Given entries
//! Streak and completion statistics.
//!
//! - `engine`: pure calculations over a set of completion dates
//! - `report`: loads completions from storage and builds per-habit summaries
//! - `visualization`: terminal heatmaps and bars

pub mod engine;
pub mod report;
pub mod visualization;

pub use engine::{
    completion_rate_30_day, current_streak, longest_streak, total_completions, CompletionSet,
    StreakStats, RATE_WINDOW_DAYS,
};
pub use report::{current_streak_for, habit_stats, load_completions, summarize, HabitSummary};
pub use visualization::{
    render_heatmap, render_progress_bar, render_window_strip, MAX_HEATMAP_WEEKS,
};
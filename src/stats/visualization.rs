//! Terminal visualization for habit statistics.

use chrono::{Datelike, Days, NaiveDate};

use super::engine::{window_start, CompletionSet};

/// Widest heatmap `render_heatmap` will draw, about ten years.
pub const MAX_HEATMAP_WEEKS: usize = 520;

const FULL_BLOCK: char = '█';
const DONE_CELL: char = '■';
const MISSED_CELL: char = '·';

/// Render a calendar heatmap of the last `weeks` weeks ending at `today`.
///
/// Rows are weekdays (Mon..Sun), columns are weeks oldest to newest. Days
/// after `today` in the final column are left blank. `weeks` is clamped to
/// `1..=MAX_HEATMAP_WEEKS`.
#[must_use]
pub fn render_heatmap(dates: &CompletionSet, today: NaiveDate, weeks: usize) -> String {
    let weeks = weeks.clamp(1, MAX_HEATMAP_WEEKS);
    // At most MAX_HEATMAP_WEEKS, so this never truncates
    let span = u64::try_from(weeks).unwrap_or(1);
    let day_labels = ["Mon", "Tue", "Wed", "Thu", "Fri", "Sat", "Sun"];

    // Monday of the current week, then back `weeks - 1` more weeks
    let this_monday = today
        .checked_sub_days(Days::new(u64::from(today.weekday().num_days_from_monday())))
        .unwrap_or(NaiveDate::MIN);
    let first_monday = this_monday
        .checked_sub_days(Days::new(span.saturating_sub(1).saturating_mul(7)))
        .unwrap_or(NaiveDate::MIN);

    let mut lines = Vec::with_capacity(10);

    let mut header = "    ".to_string();
    for week in 0..span {
        let monday = first_monday.checked_add_days(Days::new(week.saturating_mul(7)));
        match monday {
            Some(m) if m.day() <= 7 => header.push_str(&format!("{:<3}", m.format("%b"))),
            _ => header.push_str("   "),
        }
    }
    lines.push(header.trim_end().to_string());

    for (day_idx, label) in (0u64..).zip(day_labels) {
        let mut row = format!("{label} ");

        for week in 0..span {
            let offset = week.saturating_mul(7).saturating_add(day_idx);
            let date = first_monday.checked_add_days(Days::new(offset));

            let cell = match date {
                Some(d) if d > today => ' ',
                Some(d) if dates.contains(d) => DONE_CELL,
                Some(_) => MISSED_CELL,
                None => ' ',
            };
            row.push_str(&format!("{cell}  "));
        }

        lines.push(row.trim_end().to_string());
    }

    lines.push(String::new());
    lines.push(format!("Legend: {DONE_CELL} = done  {MISSED_CELL} = missed"));

    lines.join("\n")
}

/// One character per day of the `days`-long window ending at `today`,
/// oldest first.
#[must_use]
pub fn render_window_strip(dates: &CompletionSet, today: NaiveDate, days: u32) -> String {
    let start = window_start(today, days);

    start
        .iter_days()
        .take_while(|d| *d <= today)
        .map(|d| if dates.contains(d) { FULL_BLOCK } else { MISSED_CELL })
        .collect()
}

/// Render a progress bar for a percentage.
#[must_use]
pub fn render_progress_bar(percent: u8, width: usize) -> String {
    let percent = percent.min(100);
    let filled = usize::from(percent) * width / 100;
    let empty = width - filled;

    format!(
        "[{}{}] {percent}%",
        FULL_BLOCK.to_string().repeat(filled),
        "░".repeat(empty)
    )
}
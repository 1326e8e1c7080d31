//! Recording and inspecting completions.

use colored::Colorize;
use serde_json::json;

use super::Context;
use crate::cli::args::OutputFormat;
use crate::core::resolve_date;
use crate::error::HabitsError;
use crate::model::Habit;
use crate::output::{format_history, to_json};
use crate::stats::current_streak_for;
use crate::storage::{CompletionStore, HabitStore};

fn owned_habit(ctx: &Context, habit_id: i64) -> Result<Habit, HabitsError> {
    let owner = ctx.current_user()?;
    HabitStore::new(&ctx.db).get_owned(habit_id, owner.id)
}

/// Mark a habit done on `date` (default today).
///
/// # Errors
///
/// Returns `Conflict` if already completed that day, `InvalidInput` for an
/// unparseable or future date, `NotFound` for someone else's habit.
pub fn done(ctx: &Context, habit_id: i64, date: Option<&str>) -> Result<String, HabitsError> {
    let habit = owned_habit(ctx, habit_id)?;
    let date = resolve_date(date, ctx.today)?;

    if date > ctx.today {
        return Err(HabitsError::InvalidInput(format!(
            "{date} is in the future; habits can only be completed up to today"
        )));
    }

    let store = CompletionStore::new(&ctx.db);
    let completion = store.complete(habit.id, date)?;
    let streak = current_streak_for(&store, habit.id, ctx.today)?;

    match ctx.format {
        OutputFormat::Json => to_json(&json!({
            "message": "Completed",
            "completion": completion,
            "current_streak": streak,
        })),
        OutputFormat::Pretty => {
            let mut output = format!(
                "{} {} done for {}",
                "✓".green(),
                habit.title.bold(),
                date.format("%a %Y-%m-%d")
            );
            if streak > 0 {
                output.push_str(&format!("  🔥 {}", format!("{streak} day streak").green()));
            }
            Ok(output)
        }
    }
}

/// Remove the completion on `date` (default today).
///
/// # Errors
///
/// Returns `NotFound` if there is no completion that day.
pub fn undo(ctx: &Context, habit_id: i64, date: Option<&str>) -> Result<String, HabitsError> {
    let habit = owned_habit(ctx, habit_id)?;
    let date = resolve_date(date, ctx.today)?;

    let removed = CompletionStore::new(&ctx.db).uncomplete(habit.id, date)?;

    match ctx.format {
        OutputFormat::Json => to_json(&json!({
            "message": "Completion removed",
            "completion": removed,
        })),
        OutputFormat::Pretty => Ok(format!(
            "{} Removed completion of {} on {}",
            "✓".green(),
            habit.title.bold(),
            date.format("%a %Y-%m-%d")
        )),
    }
}

/// Whether the habit is done on `date` (default today).
///
/// # Errors
///
/// Returns `NotFound` for someone else's habit.
pub fn check(ctx: &Context, habit_id: i64, date: Option<&str>) -> Result<String, HabitsError> {
    let habit = owned_habit(ctx, habit_id)?;
    let date = resolve_date(date, ctx.today)?;
    let completed = CompletionStore::new(&ctx.db).is_completed(habit.id, date)?;

    match ctx.format {
        OutputFormat::Json => to_json(&json!({
            "habit_id": habit.id,
            "date": date,
            "completed": completed,
        })),
        OutputFormat::Pretty => Ok(if completed {
            format!("{} {} is done for {date}", "[x]".green(), habit.title.bold())
        } else {
            format!("{} {} is not done for {date}", "[ ]".white(), habit.title.bold())
        }),
    }
}

/// All completion dates of a habit, newest first.
///
/// # Errors
///
/// Returns `NotFound` for someone else's habit.
pub fn history(ctx: &Context, habit_id: i64) -> Result<String, HabitsError> {
    let habit = owned_habit(ctx, habit_id)?;
    let completions = CompletionStore::new(&ctx.db).list(habit.id)?;
    format_history(&habit, &completions, ctx.format)
}
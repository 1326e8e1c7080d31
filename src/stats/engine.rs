//! Streak and completion-rate calculations.
//!
//! Everything in here is a pure function of a [`CompletionSet`] and, where the
//! answer depends on "now", an explicit reference date. Nothing reads the
//! clock, so results are reproducible for any `today`.

use std::collections::BTreeSet;

use chrono::{Days, NaiveDate};
use serde::{Deserialize, Serialize};

/// Length of the rolling completion-rate window, in days (today included).
pub const RATE_WINDOW_DAYS: u32 = 30;

/// The distinct days on which a single habit was completed.
///
/// Backed by an ordered set: insertion order never matters and a date
/// inserted twice is only counted once.
#[derive(Debug, Clone, Default, PartialEq, Eq)]
pub struct CompletionSet {
    dates: BTreeSet<NaiveDate>,
}

impl CompletionSet {
    /// Create an empty set.
    #[must_use]
    pub const fn new() -> Self {
        Self {
            dates: BTreeSet::new(),
        }
    }

    /// Add a date. Returns `false` if it was already present.
    pub fn insert(&mut self, date: NaiveDate) -> bool {
        self.dates.insert(date)
    }

    /// Whether the habit was completed on `date`.
    #[must_use]
    pub fn contains(&self, date: NaiveDate) -> bool {
        self.dates.contains(&date)
    }

    /// Number of distinct completion days.
    #[must_use]
    pub fn len(&self) -> usize {
        self.dates.len()
    }

    #[must_use]
    pub fn is_empty(&self) -> bool {
        self.dates.is_empty()
    }

    /// Most recent completion, regardless of any reference date.
    #[must_use]
    pub fn last_completion(&self) -> Option<NaiveDate> {
        self.dates.last().copied()
    }

    /// Dates in ascending order.
    pub fn iter(&self) -> impl DoubleEndedIterator<Item = NaiveDate> + '_ {
        self.dates.iter().copied()
    }
}

impl FromIterator<NaiveDate> for CompletionSet {
    fn from_iter<I: IntoIterator<Item = NaiveDate>>(iter: I) -> Self {
        Self {
            dates: iter.into_iter().collect(),
        }
    }
}

impl<'a> FromIterator<&'a NaiveDate> for CompletionSet {
    fn from_iter<I: IntoIterator<Item = &'a NaiveDate>>(iter: I) -> Self {
        iter.into_iter().copied().collect()
    }
}

impl Extend<NaiveDate> for CompletionSet {
    fn extend<I: IntoIterator<Item = NaiveDate>>(&mut self, iter: I) {
        self.dates.extend(iter);
    }
}

/// Derived statistics for one habit.
#[derive(Debug, Clone, Copy, Default, PartialEq, Eq, Serialize, Deserialize)]
pub struct StreakStats {
    /// Consecutive completed days ending at the reference date.
    pub current_streak: u32,
    /// Longest run of consecutive completed days ever.
    pub longest_streak: u32,
    /// Distinct completion days.
    pub total_completions: u32,
    /// Percentage (0-100) of the last 30 days that were completed.
    #[serde(rename = "completion_rate_last_30_days")]
    pub completion_rate_30_day: u8,
}

impl StreakStats {
    /// Compute all statistics for `dates` as seen from `today`.
    #[must_use]
    pub fn compute(dates: &CompletionSet, today: NaiveDate) -> Self {
        Self {
            current_streak: current_streak(dates, today),
            longest_streak: longest_streak(dates),
            total_completions: total_completions(dates),
            completion_rate_30_day: completion_rate_30_day(dates, today),
        }
    }
}

/// Consecutive completed days counting backward from `today` (inclusive).
///
/// Walks the completions newest-first, pairing the `i`-th one with
/// `today - i`; the first mismatch ends the streak. Completions dated after
/// `today` are not part of the walk. Returns 0 when `today` itself is not
/// completed.
#[must_use]
pub fn current_streak(dates: &CompletionSet, today: NaiveDate) -> u32 {
    let mut streak = 0u32;

    for (offset, date) in dates.dates.range(..=today).rev().enumerate() {
        let expected = u64::try_from(offset)
            .ok()
            .and_then(|days| today.checked_sub_days(Days::new(days)));

        if expected != Some(*date) {
            break;
        }
        streak = streak.saturating_add(1);
    }

    streak
}

/// Length of the longest run of calendar-consecutive dates.
#[must_use]
pub fn longest_streak(dates: &CompletionSet) -> u32 {
    let mut longest = 0u32;
    let mut current = 0u32;
    let mut prev: Option<NaiveDate> = None;

    for date in dates.iter() {
        current = match prev {
            Some(p) if p.succ_opt() == Some(date) => current.saturating_add(1),
            _ => 1,
        };
        longest = longest.max(current);
        prev = Some(date);
    }

    longest
}

/// Number of distinct completion days.
#[must_use]
pub fn total_completions(dates: &CompletionSet) -> u32 {
    u32::try_from(dates.len()).unwrap_or(u32::MAX)
}

/// Percentage of the 30-day window ending at `today` that was completed.
///
/// The window is `today - 29 ..= today`. Rounds half up; with a denominator
/// of 30 an exact half never actually occurs.
#[must_use]
pub fn completion_rate_30_day(dates: &CompletionSet, today: NaiveDate) -> u8 {
    let start = window_start(today, RATE_WINDOW_DAYS);
    let completed = dates.dates.range(start..=today).count();
    let completed = u32::try_from(completed).unwrap_or(RATE_WINDOW_DAYS);

    let rate = (completed * 100 + RATE_WINDOW_DAYS / 2) / RATE_WINDOW_DAYS;
    u8::try_from(rate.min(100)).unwrap_or(100)
}

/// First day of a `days`-long window that ends on `today`.
///
/// Clamps to the earliest representable date instead of overflowing.
#[must_use]
pub fn window_start(today: NaiveDate, days: u32) -> NaiveDate {
    today
        .checked_sub_days(Days::new(u64::from(days.saturating_sub(1))))
        .unwrap_or(NaiveDate::MIN)
}
//! Habit storage.
//!
//! Every lookup that acts on behalf of a user goes through
//! [`HabitStore::get_owned`], so a habit belonging to someone else is
//! indistinguishable from one that does not exist.

use chrono::Utc;
use rusqlite::{params, OptionalExtension, Row};
use tracing::{debug, info};

use super::{parse_timestamp, Database};
use crate::error::HabitsError;
use crate::model::{validate_title, Habit, HabitUpdate};

const HABIT_COLUMNS: &str = "id, owner_id, title, description, created_at";

/// Storage for habits.
pub struct HabitStore<'a> {
    db: &'a Database,
}

impl<'a> HabitStore<'a> {
    #[must_use]
    pub const fn new(db: &'a Database) -> Self {
        Self { db }
    }

    /// Create a habit owned by `owner_id`.
    ///
    /// # Errors
    ///
    /// Returns `InvalidInput` for a blank title.
    pub fn create(
        &self,
        owner_id: i64,
        title: &str,
        description: Option<&str>,
    ) -> Result<Habit, HabitsError> {
        let title = validate_title(title)?;
        let description = normalize_description(description);

        let conn = self.db.connection();
        conn.execute(
            "INSERT INTO habits (owner_id, title, description, created_at) VALUES (?1, ?2, ?3, ?4)",
            params![owner_id, title, description, Utc::now().to_rfc3339()],
        )
        .map_err(|e| HabitsError::Database(format!("Failed to insert habit: {e}")))?;

        let id = conn.last_insert_rowid();
        info!(habit_id = id, owner_id, "created habit");
        self.get(id)?
            .ok_or_else(|| HabitsError::Database(format!("Habit {id} vanished after insert")))
    }

    /// Get a habit by ID, whoever owns it.
    pub fn get(&self, id: i64) -> Result<Option<Habit>, HabitsError> {
        self.db
            .connection()
            .query_row(
                &format!("SELECT {HABIT_COLUMNS} FROM habits WHERE id = ?1"),
                [id],
                row_to_habit,
            )
            .optional()
            .map_err(|e| HabitsError::Database(format!("Failed to query habit: {e}")))
    }

    /// Get a habit only if `owner_id` owns it.
    ///
    /// # Errors
    ///
    /// Returns `NotFound` if the habit does not exist or belongs to another user.
    pub fn get_owned(&self, id: i64, owner_id: i64) -> Result<Habit, HabitsError> {
        match self.get(id)? {
            Some(habit) if habit.owner_id == owner_id => Ok(habit),
            Some(_) => {
                debug!(habit_id = id, owner_id, "habit belongs to another user");
                Err(HabitsError::NotFound("Habit not found".to_string()))
            }
            None => Err(HabitsError::NotFound("Habit not found".to_string())),
        }
    }

    /// Habits owned by `owner_id`, oldest first.
    pub fn list_for_owner(&self, owner_id: i64) -> Result<Vec<Habit>, HabitsError> {
        let conn = self.db.connection();
        let mut stmt = conn
            .prepare(&format!(
                "SELECT {HABIT_COLUMNS} FROM habits WHERE owner_id = ?1 ORDER BY id"
            ))
            .map_err(|e| HabitsError::Database(format!("Failed to prepare query: {e}")))?;

        let rows = stmt
            .query_map([owner_id], row_to_habit)
            .map_err(|e| HabitsError::Database(format!("Failed to query habits: {e}")))?;

        rows.collect::<Result<Vec<_>, _>>()
            .map_err(|e| HabitsError::Database(e.to_string()))
    }

    /// Change a habit's title and/or description.
    ///
    /// An empty description clears it.
    ///
    /// # Errors
    ///
    /// Returns `NotFound` if the habit is not owned by `owner_id`.
    pub fn update(&self, id: i64, owner_id: i64, update: HabitUpdate) -> Result<Habit, HabitsError> {
        let mut habit = self.get_owned(id, owner_id)?;

        if let Some(title) = update.title {
            habit.title = validate_title(&title)?;
        }
        if let Some(description) = update.description {
            habit.description = normalize_description(Some(&description));
        }

        self.db
            .connection()
            .execute(
                "UPDATE habits SET title = ?1, description = ?2 WHERE id = ?3",
                params![habit.title, habit.description, id],
            )
            .map_err(|e| HabitsError::Database(format!("Failed to update habit: {e}")))?;

        debug!(habit_id = id, "updated habit");
        Ok(habit)
    }

    /// Delete a habit and its completions, returning what was deleted.
    ///
    /// # Errors
    ///
    /// Returns `NotFound` if the habit is not owned by `owner_id`.
    pub fn delete(&self, id: i64, owner_id: i64) -> Result<Habit, HabitsError> {
        let habit = self.get_owned(id, owner_id)?;

        self.db
            .connection()
            .execute("DELETE FROM habits WHERE id = ?1", [id])
            .map_err(|e| HabitsError::Database(format!("Failed to delete habit: {e}")))?;

        info!(habit_id = id, "deleted habit");
        Ok(habit)
    }
}

fn normalize_description(description: Option<&str>) -> Option<String> {
    description
        .map(str::trim)
        .filter(|d| !d.is_empty())
        .map(ToString::to_string)
}

fn row_to_habit(row: &Row<'_>) -> Result<Habit, rusqlite::Error> {
    let created_at: String = row.get(4)?;

    Ok(Habit {
        id: row.get(0)?,
        owner_id: row.get(1)?,
        title: row.get(2)?,
        description: row.get(3)?,
        created_at: parse_timestamp(4, &created_at)?,
    })
}
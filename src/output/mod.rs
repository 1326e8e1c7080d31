//! Output formatting for habits.
//!
//! Every formatter comes in a pretty (colored terminal) and a JSON flavour;
//! the functions here pick one based on the requested [`OutputFormat`].

mod json;
mod pretty;

use chrono::NaiveDate;

use crate::cli::args::OutputFormat;
use crate::error::HabitsError;
use crate::model::{Completion, Habit, User};
use crate::stats::{HabitSummary, StreakStats};

pub use json::*;
pub use pretty::*;

/// Format users based on output format
///
/// # Errors
///
/// Returns `HabitsError::Json` if JSON serialization fails.
pub fn format_users(users: &[User], format: OutputFormat) -> Result<String, HabitsError> {
    match format {
        OutputFormat::Pretty => Ok(format_users_pretty(users)),
        OutputFormat::Json => format_users_json(users),
    }
}

/// Format a single user based on output format
///
/// # Errors
///
/// Returns `HabitsError::Json` if JSON serialization fails.
pub fn format_user(user: &User, format: OutputFormat) -> Result<String, HabitsError> {
    match format {
        OutputFormat::Pretty => Ok(format_user_pretty(user)),
        OutputFormat::Json => to_json(user),
    }
}

/// Format habits based on output format
///
/// # Errors
///
/// Returns `HabitsError::Json` if JSON serialization fails.
pub fn format_habits(habits: &[Habit], format: OutputFormat) -> Result<String, HabitsError> {
    match format {
        OutputFormat::Pretty => Ok(format_habits_pretty(habits)),
        OutputFormat::Json => format_habits_json(habits),
    }
}

/// Format a single habit based on output format
///
/// # Errors
///
/// Returns `HabitsError::Json` if JSON serialization fails.
pub fn format_habit(habit: &Habit, format: OutputFormat) -> Result<String, HabitsError> {
    match format {
        OutputFormat::Pretty => Ok(format_habit_pretty(habit)),
        OutputFormat::Json => to_json(habit),
    }
}

/// Format a completion history based on output format
///
/// # Errors
///
/// Returns `HabitsError::Json` if JSON serialization fails.
pub fn format_history(
    habit: &Habit,
    completions: &[Completion],
    format: OutputFormat,
) -> Result<String, HabitsError> {
    match format {
        OutputFormat::Pretty => Ok(format_history_pretty(habit, completions)),
        OutputFormat::Json => format_history_json(habit, completions),
    }
}

/// Format one habit's statistics based on output format
///
/// `strip` is only used by the pretty renderer.
///
/// # Errors
///
/// Returns `HabitsError::Json` if JSON serialization fails.
pub fn format_stats(
    habit: &Habit,
    stats: &StreakStats,
    as_of: NaiveDate,
    strip: &str,
    format: OutputFormat,
) -> Result<String, HabitsError> {
    match format {
        OutputFormat::Pretty => Ok(format_stats_pretty(habit, stats, as_of, strip)),
        OutputFormat::Json => format_stats_json(habit, stats, as_of),
    }
}

/// Format the all-habits dashboard based on output format
///
/// # Errors
///
/// Returns `HabitsError::Json` if JSON serialization fails.
pub fn format_summaries(
    rows: &[HabitSummary],
    as_of: NaiveDate,
    format: OutputFormat,
) -> Result<String, HabitsError> {
    match format {
        OutputFormat::Pretty => Ok(format_summaries_pretty(rows, as_of)),
        OutputFormat::Json => format_summaries_json(rows, as_of),
    }
}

Task description
Check all the records above and select each line where the string "only" is found.

Exercise response
            "{date} is in the future; habits can only be completed up to today"
/// inserted twice is only counted once.
    /// Get a habit only if `owner_id` owns it.
/// `strip` is only used by the pretty renderer.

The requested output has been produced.